:: DATA FOR REVIEW

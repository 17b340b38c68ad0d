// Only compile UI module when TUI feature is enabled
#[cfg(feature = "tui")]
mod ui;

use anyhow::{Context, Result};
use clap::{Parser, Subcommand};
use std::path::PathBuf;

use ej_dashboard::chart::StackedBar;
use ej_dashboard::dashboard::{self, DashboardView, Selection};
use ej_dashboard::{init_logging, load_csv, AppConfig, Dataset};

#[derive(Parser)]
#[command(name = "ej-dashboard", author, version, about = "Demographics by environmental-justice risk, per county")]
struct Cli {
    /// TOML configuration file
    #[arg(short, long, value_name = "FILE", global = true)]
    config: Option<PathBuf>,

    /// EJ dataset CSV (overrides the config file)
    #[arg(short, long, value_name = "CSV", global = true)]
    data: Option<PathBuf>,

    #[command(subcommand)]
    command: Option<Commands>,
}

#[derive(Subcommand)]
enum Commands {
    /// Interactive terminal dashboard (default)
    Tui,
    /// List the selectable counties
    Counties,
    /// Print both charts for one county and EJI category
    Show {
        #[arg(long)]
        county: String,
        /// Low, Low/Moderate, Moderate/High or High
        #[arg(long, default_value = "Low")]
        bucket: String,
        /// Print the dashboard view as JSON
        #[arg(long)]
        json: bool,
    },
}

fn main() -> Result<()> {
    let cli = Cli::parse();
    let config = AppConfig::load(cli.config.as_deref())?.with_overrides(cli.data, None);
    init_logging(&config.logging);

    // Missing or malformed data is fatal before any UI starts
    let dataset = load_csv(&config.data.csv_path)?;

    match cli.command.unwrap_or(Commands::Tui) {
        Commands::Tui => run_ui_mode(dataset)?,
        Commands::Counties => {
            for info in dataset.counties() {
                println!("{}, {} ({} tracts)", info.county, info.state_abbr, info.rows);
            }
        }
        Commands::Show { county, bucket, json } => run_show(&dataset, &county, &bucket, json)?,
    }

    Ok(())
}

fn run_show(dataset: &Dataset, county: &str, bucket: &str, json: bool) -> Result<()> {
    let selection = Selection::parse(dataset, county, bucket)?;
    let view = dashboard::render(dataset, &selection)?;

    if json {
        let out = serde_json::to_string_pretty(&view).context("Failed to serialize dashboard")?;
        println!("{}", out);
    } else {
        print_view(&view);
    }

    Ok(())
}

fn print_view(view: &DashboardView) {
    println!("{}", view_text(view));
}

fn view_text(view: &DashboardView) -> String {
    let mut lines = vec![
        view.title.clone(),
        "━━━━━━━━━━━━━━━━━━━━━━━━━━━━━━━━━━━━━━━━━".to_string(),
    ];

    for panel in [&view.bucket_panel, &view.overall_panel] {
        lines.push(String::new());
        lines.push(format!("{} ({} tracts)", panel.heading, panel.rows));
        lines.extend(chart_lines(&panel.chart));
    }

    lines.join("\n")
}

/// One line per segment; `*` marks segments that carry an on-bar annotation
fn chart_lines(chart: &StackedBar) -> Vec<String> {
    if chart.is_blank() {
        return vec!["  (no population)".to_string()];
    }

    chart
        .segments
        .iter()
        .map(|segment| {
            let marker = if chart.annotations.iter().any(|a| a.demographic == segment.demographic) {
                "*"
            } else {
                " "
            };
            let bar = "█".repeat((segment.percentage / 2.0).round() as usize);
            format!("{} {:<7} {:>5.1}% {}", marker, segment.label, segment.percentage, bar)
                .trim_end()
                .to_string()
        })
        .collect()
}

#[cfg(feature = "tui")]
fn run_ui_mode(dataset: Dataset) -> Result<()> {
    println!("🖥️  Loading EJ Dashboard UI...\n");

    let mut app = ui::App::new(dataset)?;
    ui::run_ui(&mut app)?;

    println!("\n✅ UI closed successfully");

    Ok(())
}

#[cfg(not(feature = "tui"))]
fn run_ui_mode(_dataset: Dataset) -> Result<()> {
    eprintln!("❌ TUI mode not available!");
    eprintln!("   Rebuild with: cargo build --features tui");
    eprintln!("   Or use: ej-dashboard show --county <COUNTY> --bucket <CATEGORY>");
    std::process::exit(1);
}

::::
:: DATA FOR REVIEW

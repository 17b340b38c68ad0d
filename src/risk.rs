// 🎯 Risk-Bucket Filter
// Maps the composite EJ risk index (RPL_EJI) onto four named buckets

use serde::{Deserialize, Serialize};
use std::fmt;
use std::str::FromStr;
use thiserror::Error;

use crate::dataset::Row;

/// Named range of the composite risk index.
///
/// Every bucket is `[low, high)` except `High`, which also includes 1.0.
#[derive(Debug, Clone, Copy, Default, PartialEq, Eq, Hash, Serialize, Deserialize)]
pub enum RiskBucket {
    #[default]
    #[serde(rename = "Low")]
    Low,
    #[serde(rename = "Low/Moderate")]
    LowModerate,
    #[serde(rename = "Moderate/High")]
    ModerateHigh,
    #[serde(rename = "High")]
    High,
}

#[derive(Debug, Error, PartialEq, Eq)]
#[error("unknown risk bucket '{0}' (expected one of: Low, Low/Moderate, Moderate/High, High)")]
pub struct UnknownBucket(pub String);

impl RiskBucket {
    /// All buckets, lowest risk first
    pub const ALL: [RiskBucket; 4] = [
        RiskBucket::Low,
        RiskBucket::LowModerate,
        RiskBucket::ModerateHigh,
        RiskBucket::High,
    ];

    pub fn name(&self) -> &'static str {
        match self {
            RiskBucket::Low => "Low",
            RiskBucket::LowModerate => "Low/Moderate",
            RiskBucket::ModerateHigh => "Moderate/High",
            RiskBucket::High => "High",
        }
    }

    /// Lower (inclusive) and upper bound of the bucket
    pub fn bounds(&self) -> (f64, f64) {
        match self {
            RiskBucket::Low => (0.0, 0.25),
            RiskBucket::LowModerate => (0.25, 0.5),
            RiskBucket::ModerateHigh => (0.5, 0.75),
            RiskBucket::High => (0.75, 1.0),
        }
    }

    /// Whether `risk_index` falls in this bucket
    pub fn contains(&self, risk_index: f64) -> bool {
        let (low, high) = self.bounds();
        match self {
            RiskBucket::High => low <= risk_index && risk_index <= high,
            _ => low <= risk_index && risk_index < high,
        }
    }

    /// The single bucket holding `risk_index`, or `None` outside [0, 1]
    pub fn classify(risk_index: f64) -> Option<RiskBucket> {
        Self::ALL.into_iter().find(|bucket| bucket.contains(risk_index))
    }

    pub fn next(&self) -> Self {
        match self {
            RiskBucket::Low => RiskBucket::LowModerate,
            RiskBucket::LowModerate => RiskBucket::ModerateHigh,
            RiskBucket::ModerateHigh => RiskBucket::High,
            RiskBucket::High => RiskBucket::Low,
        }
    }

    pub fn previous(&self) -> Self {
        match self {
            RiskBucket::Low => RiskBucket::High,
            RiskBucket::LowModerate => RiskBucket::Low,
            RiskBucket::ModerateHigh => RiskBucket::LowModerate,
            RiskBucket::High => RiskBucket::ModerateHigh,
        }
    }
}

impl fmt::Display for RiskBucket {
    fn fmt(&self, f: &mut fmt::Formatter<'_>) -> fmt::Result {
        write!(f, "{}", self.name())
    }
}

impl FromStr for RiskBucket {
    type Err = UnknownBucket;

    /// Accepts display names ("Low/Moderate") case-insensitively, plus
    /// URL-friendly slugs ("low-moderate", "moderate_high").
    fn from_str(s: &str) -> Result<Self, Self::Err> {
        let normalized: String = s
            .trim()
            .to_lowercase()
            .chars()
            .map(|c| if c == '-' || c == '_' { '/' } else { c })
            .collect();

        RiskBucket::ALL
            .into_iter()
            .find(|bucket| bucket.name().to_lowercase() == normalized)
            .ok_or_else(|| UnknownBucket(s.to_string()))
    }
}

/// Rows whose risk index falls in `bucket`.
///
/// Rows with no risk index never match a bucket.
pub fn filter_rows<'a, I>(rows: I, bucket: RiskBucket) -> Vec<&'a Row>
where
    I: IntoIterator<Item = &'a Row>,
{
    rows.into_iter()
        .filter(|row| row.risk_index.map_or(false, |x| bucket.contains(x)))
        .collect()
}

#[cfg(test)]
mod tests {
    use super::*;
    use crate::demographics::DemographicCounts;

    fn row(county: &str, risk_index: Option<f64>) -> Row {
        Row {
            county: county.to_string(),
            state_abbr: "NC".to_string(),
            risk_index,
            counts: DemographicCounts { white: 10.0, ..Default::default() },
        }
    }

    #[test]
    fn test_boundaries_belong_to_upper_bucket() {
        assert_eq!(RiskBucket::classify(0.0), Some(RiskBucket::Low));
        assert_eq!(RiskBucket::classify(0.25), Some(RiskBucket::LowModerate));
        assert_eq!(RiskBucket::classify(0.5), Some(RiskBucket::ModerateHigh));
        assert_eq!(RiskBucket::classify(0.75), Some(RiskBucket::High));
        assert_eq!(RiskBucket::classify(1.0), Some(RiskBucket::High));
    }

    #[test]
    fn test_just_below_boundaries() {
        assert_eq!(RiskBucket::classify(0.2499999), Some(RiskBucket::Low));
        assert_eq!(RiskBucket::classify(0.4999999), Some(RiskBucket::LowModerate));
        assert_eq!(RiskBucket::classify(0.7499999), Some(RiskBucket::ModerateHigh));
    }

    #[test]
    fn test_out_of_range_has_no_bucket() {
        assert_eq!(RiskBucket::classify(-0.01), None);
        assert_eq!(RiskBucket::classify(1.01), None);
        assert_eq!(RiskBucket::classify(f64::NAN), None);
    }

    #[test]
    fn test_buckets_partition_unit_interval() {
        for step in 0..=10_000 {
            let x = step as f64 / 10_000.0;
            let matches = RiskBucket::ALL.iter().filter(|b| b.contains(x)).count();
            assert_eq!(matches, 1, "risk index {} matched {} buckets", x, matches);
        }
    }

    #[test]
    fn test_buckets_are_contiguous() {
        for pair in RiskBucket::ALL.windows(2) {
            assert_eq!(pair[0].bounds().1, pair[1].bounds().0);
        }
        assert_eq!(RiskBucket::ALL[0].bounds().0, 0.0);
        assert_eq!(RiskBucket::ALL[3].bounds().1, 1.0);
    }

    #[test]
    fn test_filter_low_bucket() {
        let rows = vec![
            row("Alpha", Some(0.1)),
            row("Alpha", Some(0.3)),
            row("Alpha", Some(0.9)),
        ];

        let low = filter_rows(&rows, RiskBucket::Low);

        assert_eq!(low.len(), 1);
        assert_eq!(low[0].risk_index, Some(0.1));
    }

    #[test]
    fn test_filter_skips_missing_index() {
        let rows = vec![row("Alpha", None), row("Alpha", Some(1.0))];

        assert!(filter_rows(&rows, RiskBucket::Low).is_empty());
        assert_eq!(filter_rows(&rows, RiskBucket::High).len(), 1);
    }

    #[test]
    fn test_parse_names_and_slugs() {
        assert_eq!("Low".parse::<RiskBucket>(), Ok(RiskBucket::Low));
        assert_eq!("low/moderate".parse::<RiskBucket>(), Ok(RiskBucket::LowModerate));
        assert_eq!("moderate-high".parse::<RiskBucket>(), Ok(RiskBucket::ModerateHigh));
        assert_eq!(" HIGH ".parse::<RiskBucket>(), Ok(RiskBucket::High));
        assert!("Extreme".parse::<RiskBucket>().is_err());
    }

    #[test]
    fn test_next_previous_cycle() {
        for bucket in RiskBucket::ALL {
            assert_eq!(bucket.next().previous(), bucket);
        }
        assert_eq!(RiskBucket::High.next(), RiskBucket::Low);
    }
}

::::

- [YOUR TASK]: From the listing above, the lines starting with the one that has "fn row(county: &str, risk_index: Option<f64>)" and running through the one that has "let x = step as f64 / 10_000.0;" should be copied exactly, ends included.

- [TASK RESULT]:
    fn row(county: &str, risk_index: Option<f64>) -> Row {
        Row {
            county: county.to_string(),
            state_abbr: "NC".to_string(),
            risk_index,
            counts: DemographicCounts { white: 10.0, ..Default::default() },
        }
    }

    #[test]
    fn test_boundaries_belong_to_upper_bucket() {
        assert_eq!(RiskBucket::classify(0.0), Some(RiskBucket::Low));
        assert_eq!(RiskBucket::classify(0.25), Some(RiskBucket::LowModerate));
        assert_eq!(RiskBucket::classify(0.5), Some(RiskBucket::ModerateHigh));
        assert_eq!(RiskBucket::classify(0.75), Some(RiskBucket::High));
        assert_eq!(RiskBucket::classify(1.0), Some(RiskBucket::High));
    }

    #[test]
    fn test_just_below_boundaries() {
        assert_eq!(RiskBucket::classify(0.2499999), Some(RiskBucket::Low));
        assert_eq!(RiskBucket::classify(0.4999999), Some(RiskBucket::LowModerate));
        assert_eq!(RiskBucket::classify(0.7499999), Some(RiskBucket::ModerateHigh));
    }

    #[test]
    fn test_out_of_range_has_no_bucket() {
        assert_eq!(RiskBucket::classify(-0.01), None);
        assert_eq!(RiskBucket::classify(1.01), None);
        assert_eq!(RiskBucket::classify(f64::NAN), None);
    }

    #[test]
    fn test_buckets_partition_unit_interval() {
        for step in 0..=10_000 {
            let x = step as f64 / 10_000.0;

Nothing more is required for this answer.